16. I have gone through the record of appeal and the submission on record and in my view the issue that arises for this Court to determine is whether the sentence imposed by the trial Court was manifestly harsh and excessive.

17. The Appellant seeks to challenge his sentence for the offence of defilement Contrary to Section 8 (1) as read with Section 8 (4) of the Sexual Offences Act which provides as follows;

Defilement

1.  A person who commits an act which causes penetration with a child is guilty of an offence termed defilement.

2. ….....................................................

3. ...........................................................

4. A person who commits an offence of defilement with a child between the age of sixteen and eighteen years is liable upon conviction to imprisonment for a term of not less than fifteen years.

18. In the present case, the Trial Magistrate at page 7 of her judgment noted she had considered the Appellant’s mitigation and had treated him as a first offender and sentenced the Appellant to 15 years’ imprisonment which is the minimum sentence provided for under Section 8 (4) of the Sexual Offences Act for the offence that the Appellant was charged with.

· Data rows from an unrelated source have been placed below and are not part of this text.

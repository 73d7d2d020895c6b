//! Test helpers and utilities for integration tests

use serde_json::json;
use teamsheet_bot::chat::Update;
use teamsheet_bot::config::BotConfig;

#[allow(dead_code)]
pub const KHOA_DAO: i64 = 7626921008;
#[allow(dead_code)]
pub const HUNG_LUU: i64 = 515315411;
#[allow(dead_code)]
pub const THAO_VY: i64 = 5939326062;
#[allow(dead_code)]
pub const TEAM_CHAT: i64 = -1001234567890;

/// Create a test configuration for integration tests
#[allow(dead_code)]
pub fn test_config() -> BotConfig {
    BotConfig::from_toml_str(
        r#"
[bot]
id = "teamsheet-test"

[sheets]
spreadsheet_id = "sheet-123"
worksheet = "vol_t7"

[[members]]
name = "Khoa Dao"
telegram_user_id = 7626921008

[[members]]
name = "Hung Luu"
telegram_user_id = 515315411

[[members]]
name = "Thao Vy"
telegram_user_id = 5939326062
"#,
    )
    .expect("test config should be valid")
}

/// Webhook payload for a text message in the team chat
#[allow(dead_code)]
pub fn text_update_json(update_id: i64, user_id: i64, text: &str) -> serde_json::Value {
    json!({
        "update_id": update_id,
        "message": {
            "message_id": update_id * 10,
            "from": {
                "id": user_id,
                "is_bot": false,
                "first_name": "Member",
                "language_code": "vi"
            },
            "chat": {
                "id": TEAM_CHAT,
                "title": "Team KPI",
                "type": "supergroup"
            },
            "date": 1_717_000_000,
            "text": text
        }
    })
}

#[allow(dead_code)]
pub fn text_update(update_id: i64, user_id: i64, text: &str) -> Update {
    serde_json::from_value(text_update_json(update_id, user_id, text))
        .expect("test update should deserialize")
}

19. It is not in dispute that the complainant was a minor aged 16 years and therefore had no capacity to consensual sex. However, the Complainant and the Appellant knew each other and had even cohabited for a period of four months as stated by the Appellant in his defence prior to the complainant having a child. The Appellant testified in his defence that when he met the complainant she was not going to school and she deceived him that she was an adult. The complainant indeed testified that she was in a relationship with the Appellant. He also stated that if released, he is ready to take care of his child. The Appellant denied defiling the complainant instead testified that they were in a relationship and engaged in consensual sex. On cross examination, PW6 stated that the complainant was defiled she was a child.

20. Section 8 (5) and (6) of the Sexual Offences Act provides as follows

“(5) It is a defence to a charge under this section if-

(a)it is proved that such child, deceived the accused person into believing that he or she was over the age of eighteen years at the time of the alleged commission of the offence; and

(b)the accused reasonably believed that the child was over the age of eighteen years.

(6)  The belief referred to in subsection (5)(b) is to be determined having regard to all the circumstances, including any steps the accused person took to ascertain the age of the complainant.”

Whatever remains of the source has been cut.